Situation également difficile dans la Somme pour François Ruffin, l'un des initiateurs du Nouveau Front populaire, qui voit sa réélection compromise après sa deuxième place (33,92%) loin derrière la candidate du RN (40,69%). Arrivée en troisième position avec 22,68% des voix, la candidate Ensemble, Albane Branlant, va néanmoins soutenir l'élu de gauche. Elle a été l’une des premières à annoncer son désistement au profit d’un «front républicain». 

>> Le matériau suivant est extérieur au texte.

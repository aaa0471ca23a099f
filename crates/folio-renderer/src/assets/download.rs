//! Build-time asset download and map persistence.

use std::collections::HashMap;
use std::path::{Path, PathBuf};
use std::time::Duration;

use async_trait::async_trait;
use bytes::Bytes;
use folio_common::config::SiteConfig;
use futures_util::StreamExt;

use super::key::{ASSET_SUBDIR, cache_key, local_filename, public_path};
use super::map::AssetMap;
use crate::error::AssetError;

/// Source of asset bytes. The HTTP implementation is [`HttpFetcher`]; tests
/// substitute an in-memory one.
#[async_trait]
pub trait AssetFetcher: Send + Sync {
    async fn fetch(&self, url: &str) -> Result<Bytes, AssetError>;
}

pub struct HttpFetcher {
    client: reqwest::Client,
}

impl HttpFetcher {
    pub const USER_AGENT: &'static str = concat!("folio/", env!("CARGO_PKG_VERSION"));
    pub const TIMEOUT: Duration = Duration::from_secs(30);

    pub fn new() -> Result<Self, AssetError> {
        let client = reqwest::Client::builder()
            .user_agent(Self::USER_AGENT)
            .timeout(Self::TIMEOUT)
            .build()
            .map_err(|source| AssetError::Fetch {
                url: String::new(),
                source,
            })?;
        Ok(Self { client })
    }
}

#[async_trait]
impl AssetFetcher for HttpFetcher {
    async fn fetch(&self, url: &str) -> Result<Bytes, AssetError> {
        let fetch_err = |source| AssetError::Fetch {
            url: url.to_string(),
            source,
        };
        let resp = self.client.get(url).send().await.map_err(fetch_err)?;
        let status = resp.status();
        if !status.is_success() {
            return Err(AssetError::Status {
                url: url.to_string(),
                status: status.as_u16(),
            });
        }
        resp.bytes().await.map_err(fetch_err)
    }
}

/// Bounded retries with exponential backoff.
#[derive(Debug, Clone, Copy, PartialEq, Eq)]
pub struct RetryPolicy {
    pub attempts: u32,
    pub base_delay: Duration,
}

impl Default for RetryPolicy {
    fn default() -> Self {
        Self {
            attempts: 3,
            base_delay: Duration::from_secs(2),
        }
    }
}

impl RetryPolicy {
    /// Delay before retrying after failed attempt `attempt` (1-based).
    pub fn delay_after(&self, attempt: u32) -> Duration {
        self.base_delay
            .saturating_mul(2u32.saturating_pow(attempt.saturating_sub(1)))
    }
}

/// Every observed URL sharing one cache key. `urls[0]` is the first seen and
/// the one downloaded.
#[derive(Debug, Clone, PartialEq, Eq)]
pub struct AssetGroup {
    pub key: String,
    pub urls: Vec<String>,
}

/// Group URLs by cache key, keeping first-seen order for both groups and the
/// URLs inside them. Duplicate URLs collapse.
pub fn group_by_key<I, S>(urls: I) -> Vec<AssetGroup>
where
    I: IntoIterator<Item = S>,
    S: AsRef<str>,
{
    let mut groups: Vec<AssetGroup> = Vec::new();
    let mut index: HashMap<String, usize> = HashMap::new();

    for url in urls {
        let url = url.as_ref();
        if url.is_empty() {
            continue;
        }
        let key = cache_key(url);
        match index.get(&key) {
            Some(&i) => {
                let group = &mut groups[i];
                if !group.urls.iter().any(|u| u == url) {
                    group.urls.push(url.to_string());
                }
            }
            None => {
                index.insert(key.clone(), groups.len());
                groups.push(AssetGroup {
                    key,
                    urls: vec![url.to_string()],
                });
            }
        }
    }
    groups
}

/// Outcome counts of one cache build.
#[derive(Debug, Clone, Copy, Default, PartialEq, Eq)]
pub struct BuildReport {
    pub downloaded: usize,
    pub skipped: usize,
    pub failed: usize,
    /// Entries written to the persisted map.
    pub mapped: usize,
}

/// On-disk asset cache: a directory of content-addressed files plus the map
/// file that points at them.
#[derive(Debug, Clone)]
pub struct AssetCache {
    asset_dir: PathBuf,
    map_path: PathBuf,
    concurrency: usize,
    retry: RetryPolicy,
}

impl AssetCache {
    pub fn new(public_dir: impl AsRef<Path>, map_path: impl Into<PathBuf>) -> Self {
        Self {
            asset_dir: public_dir.as_ref().join(ASSET_SUBDIR),
            map_path: map_path.into(),
            concurrency: SiteConfig::DEFAULT_CONCURRENCY,
            retry: RetryPolicy::default(),
        }
    }

    pub fn from_config(config: &SiteConfig) -> Self {
        Self::new(&config.public_dir, config.asset_map_path.clone())
            .with_concurrency(config.download_concurrency)
    }

    pub fn with_concurrency(mut self, concurrency: usize) -> Self {
        self.concurrency = concurrency.max(1);
        self
    }

    pub fn with_retry(mut self, retry: RetryPolicy) -> Self {
        self.retry = retry;
        self
    }

    pub fn asset_dir(&self) -> &Path {
        &self.asset_dir
    }

    pub fn map_path(&self) -> &Path {
        &self.map_path
    }

    /// Download every not-yet-cached asset among `urls` and rewrite the map.
    ///
    /// Keys whose file already exists are never fetched again. Failed
    /// downloads are logged and left out of the map; they never abort the
    /// batch. The map is rebuilt from this batch's URLs and written once, at
    /// the end.
    pub async fn build<I, S, F>(&self, urls: I, fetcher: &F) -> Result<BuildReport, AssetError>
    where
        I: IntoIterator<Item = S>,
        S: AsRef<str>,
        F: AssetFetcher + ?Sized,
    {
        let groups = group_by_key(urls);
        let mut report = BuildReport::default();

        tokio::fs::create_dir_all(&self.asset_dir)
            .await
            .map_err(|source| AssetError::Io {
                path: self.asset_dir.display().to_string(),
                source,
            })?;

        let mut pending = Vec::new();
        for group in &groups {
            let dest = self.asset_dir.join(local_filename(&group.key));
            if file_exists(&dest).await {
                tracing::debug!(key = %group.key, "asset already cached");
                report.skipped += 1;
            } else {
                pending.push((group, dest));
            }
        }

        tracing::info!(
            total = groups.len(),
            pending = pending.len(),
            skipped = report.skipped,
            "building asset cache"
        );

        let outcomes: Vec<bool> = futures_util::stream::iter(
            pending
                .iter()
                .map(|(group, dest)| self.download(fetcher, group, dest)),
        )
        .buffer_unordered(self.concurrency)
        .map(|result| result.is_ok())
        .collect()
        .await;

        for ok in outcomes {
            if ok {
                report.downloaded += 1;
            } else {
                report.failed += 1;
            }
        }

        let mut map = AssetMap::new();
        for group in &groups {
            let dest = self.asset_dir.join(local_filename(&group.key));
            if !file_exists(&dest).await {
                continue;
            }
            let public = public_path(&group.key);
            map.insert(group.key.clone(), public.clone());
            for url in &group.urls {
                map.insert(url.clone(), public.clone());
            }
        }
        report.mapped = map.len();
        map.save(&self.map_path)?;

        tracing::info!(
            downloaded = report.downloaded,
            skipped = report.skipped,
            failed = report.failed,
            mapped = report.mapped,
            path = %self.map_path.display(),
            "asset map written"
        );
        Ok(report)
    }

    async fn download<F>(&self, fetcher: &F, group: &AssetGroup, dest: &Path) -> Result<(), AssetError>
    where
        F: AssetFetcher + ?Sized,
    {
        let url = &group.urls[0];
        let attempts = self.retry.attempts.max(1);
        let mut attempt = 1;

        loop {
            match fetcher.fetch(url).await {
                Ok(bytes) => {
                    if let Err(e) = write_atomic(dest, &bytes).await {
                        tracing::error!(url = %url, file = %dest.display(), error = %e, "failed to store asset");
                        return Err(e);
                    }
                    tracing::info!(url = %url, file = %dest.display(), bytes = bytes.len(), "downloaded asset");
                    return Ok(());
                }
                Err(e) if attempt < attempts => {
                    let delay = self.retry.delay_after(attempt);
                    tracing::warn!(url = %url, attempt, error = %e, ?delay, "asset download failed, retrying");
                    tokio::time::sleep(delay).await;
                    attempt += 1;
                }
                Err(e) => {
                    tracing::error!(url = %url, attempts, error = %e, "giving up on asset");
                    return Err(e);
                }
            }
        }
    }
}

async fn file_exists(path: &Path) -> bool {
    tokio::fs::try_exists(path).await.unwrap_or(false)
}

/// Write through a `.part` sibling so an interrupted run never leaves a
/// truncated file that later runs would treat as cached.
async fn write_atomic(dest: &Path, bytes: &[u8]) -> Result<(), AssetError> {
    let io_err = |source| AssetError::Io {
        path: dest.display().to_string(),
        source,
    };
    let mut part = dest.as_os_str().to_owned();
    part.push(".part");
    let written = match tokio::fs::write(&part, bytes).await {
        Ok(()) => tokio::fs::rename(&part, dest).await,
        Err(e) => Err(e),
    };
    if let Err(e) = written {
        let _ = tokio::fs::remove_file(&part).await;
        return Err(io_err(e));
    }
    Ok(())
}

Autre ballottage défavorable : celui de Valérie Rabault, dans le Tarn-et-Garonne. La députée socialiste sortante et vice-présidente de l'Assemblée nationale est en difficulté face à la maire des Républicains de Montauban, Brigitte Barèges, soutenue par le Rassemblement national. Cette dernière est arrivée en tête avec 43,9% des suffrages, soit 7 points de plus que la candidate du NFP. Cet affrontement se fera sans la candidate du camp présidentiel, pas parvenue à se qualifier avec 15,49% des voix, mais qui a appelé ses électeurs à soutenir Valérie Rabault. 

Enfin, il s’agit de l’un des scrutins qui sera le plus suivi à l’occasion du second tour. Raphaël Arnault, militant antifasciste lyonnais de 29 ans, s'est qualifié avec 24,76% des voix dans la 1re circonscription du Vaucluse, en deuxième position avec près de 10 points de moins que son adversaire du RN, Catherine Jaouen (34,62%). Celui qui avait eu un échange très tendu avec Gabriel Attal avant le premier tour pourra cependant compter sur le soutien du dissident de gauche éliminé, Philippe Pascal (18,27%). Quatrième avec 16,13%, la candidate centriste Malika Di Fraja a annoncé ne pas donner de consigne de vote.